The PMC Wayback Machine is a self-hosted archiving solution to capture screenshots and snapshots of any url.
This project mimics a subset of the functionality of the Internet Archive's Wayback Machine. Also inspired by Archivebox.
This tool helps us to monitor for regressions across our properties.
This project is a pre-release work in progress.
- Cleanup environment variables and naming.
- Update the Checkly tests to trigger snapshots.
- Update the PHP application to push to the S3 bucket.
There are three pieces of architecture that come together to make this work.
- A NextJS application for browsing captured screenshots and snapshots.
- A PHP application for capturing snapshots.
- Checkly tests for capturing screenshots.
A new capture can be triggered manually, or via Checkly schedule for any url.

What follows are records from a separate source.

use serde_json::Value;

/// Whether `live` already carries every field of `desired`.
///
/// Objects may have extra keys on the live side (defaults, status, fields
/// owned by other managers); arrays must match element by element. A `null`
/// on the desired side matches a missing field.
pub fn contains(live: &Value, desired: &Value) -> bool {
    match (live, desired) {
        (_, Value::Null) => true,
        (Value::Object(live), Value::Object(desired)) => desired.iter().all(|(key, value)| {
            match live.get(key) {
                Some(field) => contains(field, value),
                None => is_empty(value),
            }
        }),
        (Value::Array(live), Value::Array(desired)) => {
            live.len() == desired.len() && live.iter().zip(desired).all(|(l, d)| contains(l, d))
        }
        (Value::Number(l), Value::Number(d)) => l.as_f64() == d.as_f64(),
        (l, d) => l == d,
    }
}

/// The API server drops empty maps and lists, so they match a missing field.
fn is_empty(value: &Value) -> bool {
    match value {
        Value::Null => true,
        Value::Object(map) => map.values().all(is_empty),
        Value::Array(list) => list.is_empty(),
        _ => false,
    }
}

#[cfg(test)]
mod tests {
    use super::*;
    use serde_json::json;

    #[test]
    fn extra_live_fields_are_ignored() {
        let live = json!({
            "metadata": {"name": "a", "resourceVersion": "42", "uid": "x"},
            "spec": {"replicas": 1, "strategy": {"type": "RollingUpdate"}},
            "status": {"availableReplicas": 1}
        });
        let desired = json!({"metadata": {"name": "a"}, "spec": {"replicas": 1}});
        assert!(contains(&live, &desired));
    }

    #[test]
    fn changed_or_missing_fields_are_detected() {
        let live = json!({"spec": {"replicas": 1}});
        assert!(!contains(&live, &json!({"spec": {"replicas": 2}})));
        assert!(!contains(&live, &json!({"spec": {"paused": true}})));
        assert!(contains(&live, &json!({"spec": {"selector": {}}})));
    }

    #[test]
    fn arrays_compare_positionally() {
        let live = json!({"ports": [{"port": 80, "protocol": "TCP"}, {"port": 443, "protocol": "TCP"}]});
        assert!(contains(&live, &json!({"ports": [{"port": 80}, {"port": 443}]})));
        assert!(!contains(&live, &json!({"ports": [{"port": 443}, {"port": 80}]})));
        assert!(!contains(&live, &json!({"ports": [{"port": 80}]})));
    }

    #[test]
    fn numbers_compare_by_value() {
        assert!(contains(&json!({"n": 1.0}), &json!({"n": 1})));
    }
}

The Playwright test will execute in Checkly. It will capture screenshots in a headless browser and uploads them to an S3 bucket. Before exiting, the test will also trigger the PHP application to capture a snapshot.
Note: The PHP application is not yet hooked up to the Checkly test. This is a work in progress.
Once uploaded to S3, you can use the NextJS application to browse your screenshots and snapshots.
Note: Support for searching, filtering, pagination, diff viewing, and more are on the planned list of improvements.
Checkly supports scheduling tests, which we use to mimic a cron job.
Note:
The URLs in __checks__/screenshots-group.check.ts
should be abstracted into its own
file.
The domains.yml
used in the PHP app will become redundant once integrated with the
Checkly tests.
This section will guide you through installation and configuration.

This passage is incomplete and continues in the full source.